THE B.B.C. ORCHESTRA
(Section C)
(Led by F. WEIST HILL)
Conducted by JOSEPH LEWIS
A NEGLECTED Education was produced in 1879, and was written while Chabrier was still trying to make a living out of the Law. Fortunately, it had enough success to determine Chabrier to push law out of the way behind the piano, or much of his delightful music might never have been written. Another operetta of this period was later adapted for the English stage and put on at the Savoy Theatre in 1899 as The Lucky Star. Very little of Chabrier's music was used, however; most of it was Ivan Caryll 's.
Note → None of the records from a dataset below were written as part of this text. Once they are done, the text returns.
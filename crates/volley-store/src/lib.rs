//! Durable store layer: the KV contract the engine assumes
//! (hash/list/sorted-set/TTL primitives), an in-memory reference
//! implementation, an optional Redis backend, and the context-store policy
//! layer that owns the key namespace and TTL rules.

pub mod context;
pub mod keys;
pub mod kv;
pub mod log_sink;
pub mod memory;
#[cfg(feature = "redis-store")]
pub mod redis;

pub use context::{ContextStore, TerminalOutcome};
pub use kv::{KvOp, KvStore};
pub use log_sink::{LogSink, StderrLogSink, StoreLogSink};
pub use memory::MemoryKv;
#[cfg(feature = "redis-store")]
pub use redis::RedisKv;
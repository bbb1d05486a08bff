//! Durable key namespace.
//!
//! This module is the single source of key layout; nothing else formats keys.
//! The namespace is shared across processes, so any change here is a
//! cross-host migration.

use volley_core::{JobId, RequestId, SessionId, WorkerId};

pub const API_PERFORMANCE: &str = "metrics:apiPerformance";
pub const ENDPOINTS: &str = "metrics:endpoints";
pub const ERROR_TIMESTAMPS: &str = "metrics:errorTimestamps";
pub const RATE_LIMITER: &str = "metrics:rateLimiter";
pub const RECORD_ERRORS: &str = "metrics:recordErrors";
pub const CIRCUIT_BREAKER: &str = "metrics:circuitBreaker";

/// `session:<sessionId>`: session JSON, configurable TTL.
pub fn session(session_id: &SessionId) -> String {
    format!("session:{}", session_id)
}

/// `user:sessions:<ownerUserId>`: list of session ids owned by a user.
pub fn user_sessions(owner_user_id: &str) -> String {
    format!("user:sessions:{}", owner_user_id)
}

/// `apidata:<sessionId>:<reqId>`: request trace hash.
pub fn api_data(session_id: &SessionId, request_id: &RequestId) -> String {
    format!("apidata:{}:{}", session_id, request_id)
}

/// `apirequests:<sessionId>`: sorted set of request ids scored by timestamp.
pub fn api_requests(session_id: &SessionId) -> String {
    format!("apirequests:{}", session_id)
}

/// `apistats:<sessionId>`: monotonic session counters.
pub fn api_stats(session_id: &SessionId) -> String {
    format!("apistats:{}", session_id)
}

/// `logs:<sessionId>`: structured log entries, 24h TTL.
pub fn session_logs(session_id: &SessionId) -> String {
    format!("logs:{}", session_id)
}

/// `metrics:<jobId>`: final job accounting hash.
pub fn job_metrics(job_id: &JobId) -> String {
    format!("metrics:{}", job_id)
}

/// `worker:globalMetrics:<workerId>`: worker metrics JSON.
pub fn worker_metrics(worker_id: &WorkerId) -> String {
    format!("worker:globalMetrics:{}", worker_id)
}

/// `userActionError:<errorId>`: user-action error JSON, 24h TTL.
pub fn user_action_error(error_id: &str) -> String {
    format!("userActionError:{}", error_id)
}

/// `userActionErrors:<sessionId>`: error id index, 24h TTL.
pub fn user_action_errors(session_id: &SessionId) -> String {
    format!("userActionErrors:{}", session_id)
}

/// `successResponse:<responseId>`: success response JSON, 24h TTL.
pub fn success_response(response_id: &str) -> String {
    format!("successResponse:{}", response_id)
}

/// `successResponses:<sessionId>`: response id index, 24h TTL.
pub fn success_responses(session_id: &SessionId) -> String {
    format!("successResponses:{}", session_id)
}

#[cfg(test)]
mod tests {
    use super::*;

    #[test]
    fn key_layout_is_stable() {
        let sid = "S1".to_string();
        assert_eq!(session(&sid), "session:S1");
        assert_eq!(user_sessions("u1"), "user:sessions:u1");
        assert_eq!(api_data(&sid, &"R1".to_string()), "apidata:S1:R1");
        assert_eq!(api_requests(&sid), "apirequests:S1");
        assert_eq!(api_stats(&sid), "apistats:S1");
        assert_eq!(session_logs(&sid), "logs:S1");
        assert_eq!(job_metrics(&"J1".to_string()), "metrics:J1");
        assert_eq!(worker_metrics(&"W1".to_string()), "worker:globalMetrics:W1");
        assert_eq!(user_action_error("S1:J1:1"), "userActionError:S1:J1:1");
        assert_eq!(user_action_errors(&sid), "userActionErrors:S1");
        assert_eq!(success_response("abc"), "successResponse:abc");
        assert_eq!(success_responses(&sid), "successResponses:S1");
    }
}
THIS is the centenary year of Alexandre Charles Lecocq, who was born in Paris in Juno, 1832, and died there within a few days of tho Armistice, in 1918. The eighty-six years of his life roughly covered that extraordinarily fertile period of Parisian operetta, opera-bouffe and burlesque, by means of which Offenbach and many other gifted jesters helped to keep the century gay, and of these Lecocq was as gay as any member of that lively company. It was a jealous company, however, and Lecocq did not find it easy to join their ranks as a young man, and even though he had secured first place (bracketed with Bizet) in an operetta competition promoted by Offenbach, theatre managers would not at first look at him or his work. He did get some works staged, however, and presently scored a real success with one of them. After that, his way was clear. For the next forty years his operettas with their light and sparkling melodies can never for long have been away from one or another of the Parisian theatres. In London, too, he was a. favourite. Many of his operettas were mounted here, the first at the Lyceum Theatre in 1871, and others at the old Gaiety, Criterion, St. James's, and at theatres long since pulled down and as forgotten as Lecocq himself.